> **TASK TO CARRY OUT**
In the entries below, filter for the word "first" and copy every matching line.

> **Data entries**
==============================

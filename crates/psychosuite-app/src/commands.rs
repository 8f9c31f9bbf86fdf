//! The command layer: every user operation, expressed over `App`.
//!
//! Commands mutate the store and/or the active run, then navigate; each
//! returns the freshly rendered view of the destination screen. The one
//! asynchronous operation is the interpretation request, which runs as a
//! detached task so navigation never blocks on the network; its response
//! updates the stored record even if the user has moved on.

use std::sync::Arc;

use jiff::Timestamp;
use jiff::civil::Date;
use tracing::{info, warn};

use psychosuite_core::id::fresh_id;
use psychosuite_core::models::Client;
use psychosuite_instruments::get_instrument;
use psychosuite_instruments::session::{Session, SessionState};
use psychosuite_interpret::prompt::ResultSummary;
use psychosuite_report::protocol::{format_protocol, protocol_filename};
use psychosuite_store::backup;
use psychosuite_store::db::Database;
use psychosuite_store::error::StoreError;

use crate::error::AppError;
use crate::nav::Screen;
use crate::state::{ActiveRun, App};
use crate::view::ScreenView;

/// Client fields as entered on the form. `id: None` creates a new client.
#[derive(Debug, Clone)]
pub struct ClientDraft {
    pub id: Option<String>,
    pub full_name: String,
    pub birth_date: Date,
    pub notes: String,
}

/// Save the client form and return to the client list.
pub fn save_client(app: &mut App, draft: ClientDraft, now: Timestamp) -> Result<ScreenView, AppError> {
    match draft.id {
        Some(id) => {
            app.db.update_client(Client {
                id,
                full_name: draft.full_name,
                birth_date: draft.birth_date,
                notes: draft.notes,
            })?;
        }
        None => {
            app.db.add_client(Client {
                id: fresh_id(now),
                full_name: draft.full_name,
                birth_date: draft.birth_date,
                notes: draft.notes,
            })?;
        }
    }
    app.navigate(Screen::ClientList)
}

/// Begin administering a test: create the session and open the runner.
pub fn start_test(app: &mut App, client_id: &str, test_id: &str) -> Result<ScreenView, AppError> {
    // Fail early on dangling ids before creating any session state.
    app.db.client(client_id)?;
    let instrument = get_instrument(test_id)?;
    app.set_run(Some(ActiveRun {
        client_id: client_id.to_string(),
        session: Session::start(instrument.as_ref()),
    }));
    app.navigate(Screen::TestRunner {
        client_id: client_id.to_string(),
        test_id: test_id.to_string(),
    })
}

/// Answer the current question. Answering the last question completes the
/// run: the result is scored, persisted, and its screen opened.
pub fn answer_current(app: &mut App, value: u32, now: Timestamp) -> Result<ScreenView, AppError> {
    let run = app.run_mut().ok_or(AppError::NoActiveRun)?;
    let instrument = get_instrument(run.session.test_id())?;
    run.session.answer(instrument.as_ref(), value)?;
    let state = run.session.state();

    match state {
        SessionState::Completed => {
            let run = app.take_run().ok_or(AppError::NoActiveRun)?;
            let answers = run.session.into_answers()?;
            let result = instrument.build_result(&run.client_id, answers, now)?;
            let result_id = result.id.clone();
            app.db.add_result(result)?;
            info!(result_id = %result_id, "test run completed");
            app.navigate(Screen::ResultView { result_id })
        }
        _ => app.render(),
    }
}

/// Step back in the runner: undo the last answer, or cancel the run from
/// the first question and return to test selection.
pub fn runner_back(app: &mut App) -> Result<ScreenView, AppError> {
    let run = app.run_mut().ok_or(AppError::NoActiveRun)?;
    run.session.back()?;
    let state = run.session.state();
    let client_id = run.client_id.clone();
    match state {
        SessionState::Cancelled => {
            app.set_run(None);
            app.navigate(Screen::TestSelection { client_id })
        }
        _ => app.render(),
    }
}

/// Request an AI interpretation for a stored result.
///
/// Gathers everything it needs synchronously, then detaches. The spawned
/// task writes the generated (or fallback) text back to the store when the
/// call finishes, whether or not the result screen is still open; there is
/// no cancellation path. Re-invocation overwrites the previous text.
pub fn request_interpretation(
    db: Arc<Database>,
    sdk_config: aws_config::SdkConfig,
    model_id: String,
    result_id: &str,
) -> Result<tokio::task::JoinHandle<()>, AppError> {
    let result = db.result(result_id)?;
    let client = db.client(&result.client_id)?;
    let instrument = get_instrument(&result.test_id)?;

    let test_name = instrument.name().to_string();
    let scale_summary = instrument.ladder().interpret(result.total);
    let total = result.total;
    let result_id = result.id;
    let client_name = client.full_name;

    Ok(tokio::spawn(async move {
        let summary = ResultSummary {
            test_name: &test_name,
            client_name: &client_name,
            total,
            scale_summary: &scale_summary,
        };
        let text = psychosuite_interpret::augment(&sdk_config, &model_id, &summary).await;
        if let Err(e) = db.set_interpretation(&result_id, &text) {
            warn!(result_id = %result_id, error = %e, "failed to store interpretation");
        }
    }))
}

/// Format the protocol document for the selected results, in selection
/// order. Returns the suggested file name and the document text.
pub fn export_protocol(
    app: &App,
    client_id: &str,
    result_ids: &[String],
    generated_on: Date,
) -> Result<(String, String), AppError> {
    let client = app.db.client(client_id)?;
    let results = result_ids
        .iter()
        .map(|id| app.db.result(id))
        .collect::<Result<Vec<_>, StoreError>>()?;
    let text = format_protocol(&client, &results, generated_on)?;
    Ok((protocol_filename(&client, generated_on), text))
}

/// Serialize the full database for download.
pub fn export_backup(app: &App, today: Date) -> Result<(String, String), AppError> {
    let text = backup::export_backup(&app.db)?;
    Ok((backup::backup_filename(today), text))
}

/// Replace the entire store from a backup document and show the client
/// list. The caller must have obtained user confirmation first; a rejected
/// document leaves the store untouched.
pub fn import_backup(app: &mut App, json: &str) -> Result<ScreenView, AppError> {
    backup::import_backup(&app.db, json)?;
    app.set_run(None);
    app.navigate(Screen::ClientList)
}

==============================

> **SOLUTION**
/// the first question and return to test selection.
/// list. The caller must have obtained user confirmation first; a rejected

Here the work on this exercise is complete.